Abstract Inflammatory bowel diseases are rising in prevalence globally. While current treatments aim to achieve remission, there remains no cure for this disease. IL-17 family cytokines are important players in inflammation, but clinical trials using anti-IL-17A or IL-17RA blocking antibodies have failed for Crohn’s disease, due to exacerbated inflammation in some patients. While anti-IL-17 antibodies have shown efficacy in the treatment of other autoimmune diseases like psoriasis, patients can often develop Crohn’s disease as a side effect of these drugs. These data suggest a protective role of IL-17 in gut inflammation. The proper activation and function of regulatory T cells is essential for the protection against intestinal autoimmune inflammation. Using the naïve T cell transfer model of colitis in mice, we found that IL-17RA-null iTregs, transferred after the establishment of colitis, were less effective at controlling the colitis compared to WT iTregs.

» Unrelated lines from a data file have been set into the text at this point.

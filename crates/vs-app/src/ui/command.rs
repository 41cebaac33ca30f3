use thiserror::Error;
use vs_core::{AspectRatio, Platform, Resolution};

pub const HELP: &str = "\
Commands:
  prompt <text>                          set the prompt
  caption <text>                         set the social caption
  format <landscape|portrait>            aspect ratio (16:9 or 9:16)
  quality <720p|1080p>                   resolution
  generate [prompt]                      start generating a video
  post <id> [instagram|tiktok|youtube]   post a draft (simulated)
  delete <id>                            delete a video
  list                                   show all videos
  key                                    select the API key again
  help                                   show this help
  quit                                   exit";

#[derive(Debug, Clone, PartialEq)]
pub enum UiEvent {
    PromptChanged(String),
    CaptionChanged(String),
    AspectRatioChanged(AspectRatio),
    ResolutionChanged(Resolution),
    Generate(Option<String>),
    Post {
        id: String,
        platform: Option<Platform>,
    },
    Remove(String),
    List,
    SelectKey,
    Help,
    Quit,
}

#[derive(Error, Debug, PartialEq)]
pub enum CommandError {
    #[error("Unknown command '{0}', type 'help' for a list")]
    Unknown(String),

    #[error("'{command}' needs {argument}")]
    MissingArgument {
        command: &'static str,
        argument: &'static str,
    },

    #[error(transparent)]
    InvalidOption(#[from] vs_core::error::Error),
}

/// Parse one input line. Blank lines parse to `None`.
pub fn parse_command(line: &str) -> Result<Option<UiEvent>, CommandError> {
    let line = line.trim();
    if line.is_empty() {
        return Ok(None);
    }

    let (command, rest) = match line.split_once(char::is_whitespace) {
        Some((command, rest)) => (command, rest.trim()),
        None => (line, ""),
    };

    let event = match command.to_ascii_lowercase().as_str() {
        "prompt" => UiEvent::PromptChanged(rest.to_string()),
        "caption" => UiEvent::CaptionChanged(rest.to_string()),
        "format" | "aspect" => UiEvent::AspectRatioChanged(require(rest, "format", "an aspect ratio")?.parse::<AspectRatio>()?),
        "quality" | "resolution" => UiEvent::ResolutionChanged(require(rest, "quality", "a resolution")?.parse::<Resolution>()?),
        "generate" | "gen" => UiEvent::Generate((!rest.is_empty()).then(|| rest.to_string())),
        "post" => {
            let mut args = require(rest, "post", "a video id")?.split_whitespace();
            let id = args.next().unwrap_or_default().to_string();
            let platform = args.next().map(str::parse::<Platform>).transpose()?;
            UiEvent::Post { id, platform }
        }
        "delete" | "rm" => UiEvent::Remove(require(rest, "delete", "a video id")?.to_string()),
        "list" | "ls" => UiEvent::List,
        "key" => UiEvent::SelectKey,
        "help" | "?" => UiEvent::Help,
        "quit" | "exit" => UiEvent::Quit,
        other => return Err(CommandError::Unknown(other.to_string())),
    };

    Ok(Some(event))
}

fn require<'a>(rest: &'a str, command: &'static str, argument: &'static str) -> Result<&'a str, CommandError> {
    if rest.is_empty() {
        Err(CommandError::MissingArgument { command, argument })
    } else {
        Ok(rest)
    }
}
use std::fmt::{self, Write};

use vs_core::{AspectRatio, Post, PostStatus, Resolution};

use crate::state::AppState;

pub fn render_post(post: &Post) -> String {
    let mut out = String::new();

    let _ = write!(
        out,
        "{} [{}] {:<10} {} {}  {}",
        post.status.icon(),
        post.short_id(),
        post.status.label(),
        post.aspect_ratio,
        post.resolution,
        post.created_at.format("%Y-%m-%d %H:%M"),
    );
    if let Some(platform) = post.platform {
        let _ = write!(out, "  on {platform}");
    }

    let _ = write!(out, "\n    \"{}\"", post.prompt);
    if !post.caption.is_empty() {
        let _ = write!(out, "\n    caption: {}", post.caption);
    }
    match post.status {
        PostStatus::Generating => out.push_str("\n    rendering..."),
        PostStatus::Failed => out.push_str("\n    generation failed"),
        PostStatus::Draft | PostStatus::Posted => {
            let _ = write!(out, "\n    {}", post.url);
        }
    }

    out
}

pub fn render_state(state: &AppState) -> String {
    let mut out = String::from("── VeloStream ──\n");

    let form = &state.form;
    let _ = writeln!(
        out,
        "prompt: {}\ncaption: {}\nformat: {} ({})  quality: {} ({})",
        if form.prompt.is_empty() { "<empty>" } else { form.prompt.as_str() },
        if form.caption.is_empty() { "<empty>" } else { form.caption.as_str() },
        form.aspect_ratio.name(),
        choices(AspectRatio::all()),
        form.resolution.name(),
        choices(Resolution::all()),
    );
    if !state.has_api_key {
        out.push_str("API key: not selected (type 'key')\n");
    }
    if state.is_generating() {
        let _ = writeln!(out, "generating {} video(s)... {}", state.in_flight, state.status_message);
    }
    if let Some(error) = &state.error {
        let _ = writeln!(out, "error: {error}");
    }

    out.push('\n');
    if state.ledger.is_empty() {
        out.push_str("No videos yet. Type 'generate <prompt>' to create one.\n");
    } else {
        for post in state.ledger.posts() {
            out.push_str(&render_post(post));
            out.push('\n');
        }
    }

    out
}

fn choices<T: fmt::Display>(options: impl IntoIterator<Item = T>) -> String {
    options
        .into_iter()
        .map(|o| o.to_string())
        .collect::<Vec<_>>()
        .join("|")
}

#[cfg(test)]
mod tests {
    use chrono::DateTime;
    use vs_core::{GenerationRequest, Ledger, Platform};

    use super::*;

    fn post() -> Post {
        let created = DateTime::from_timestamp_millis(1_700_000_000_000).unwrap();
        let req = GenerationRequest::new("sunset over mountains").with_caption("golden");
        Post::generating("0123456789abcdef".into(), &req, created)
    }

    #[test]
    fn test_generating_post() {
        let text = render_post(&post());
        assert!(text.starts_with("⚡ [01234567] generating"));
        assert!(text.contains("16:9 720p"));
        assert!(text.contains("\"sunset over mountains\""));
        assert!(text.contains("caption: golden"));
        assert!(text.contains("rendering..."));
    }

    #[test]
    fn test_posted_post_shows_url_and_platform() {
        let mut ledger = Ledger::from_posts(vec![post()]);
        ledger.complete("0123456789abcdef", "https://example/v&key=k").unwrap();
        ledger.mark_posted("0123456789abcdef", Some(Platform::Instagram)).unwrap();

        let text = render_post(&ledger.posts()[0]);
        assert!(text.contains("posted"));
        assert!(text.contains("on Instagram"));
        assert!(text.contains("https://example/v&key=k"));
    }

    #[test]
    fn test_empty_state() {
        let text = render_state(&AppState::default());
        assert!(text.contains("No videos yet"));
        assert!(text.contains("API key: not selected"));
        assert!(text.contains("format: Landscape (16:9) (16:9|9:16)"));
        assert!(text.contains("quality: 720p HD (720p|1080p)"));
    }

    #[test]
    fn test_state_with_error_and_posts() {
        let mut state = AppState::new(Ledger::from_posts(vec![post()]));
        state.error = Some("No video URL returned from API".into());
        state.has_api_key = true;

        let text = render_state(&state);
        assert!(text.contains("error: No video URL returned from API"));
        assert!(text.contains("[01234567]"));
        assert!(!text.contains("API key"));
    }
}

Naïve T cells cultured ex vivo in iTreg polarizing conditions had an increase in complete iTreg differentiation when stimulated with IL-17 cytokines. Our results indicate that IL-17 directly signals to Tregs and assists their anti-inflammatory role during autoimmune gut inflammation. Although the underlying mechanism remains under study, this finding suggests an inhibitory loop between IL-17 and Tregs for the control of overt inflammation.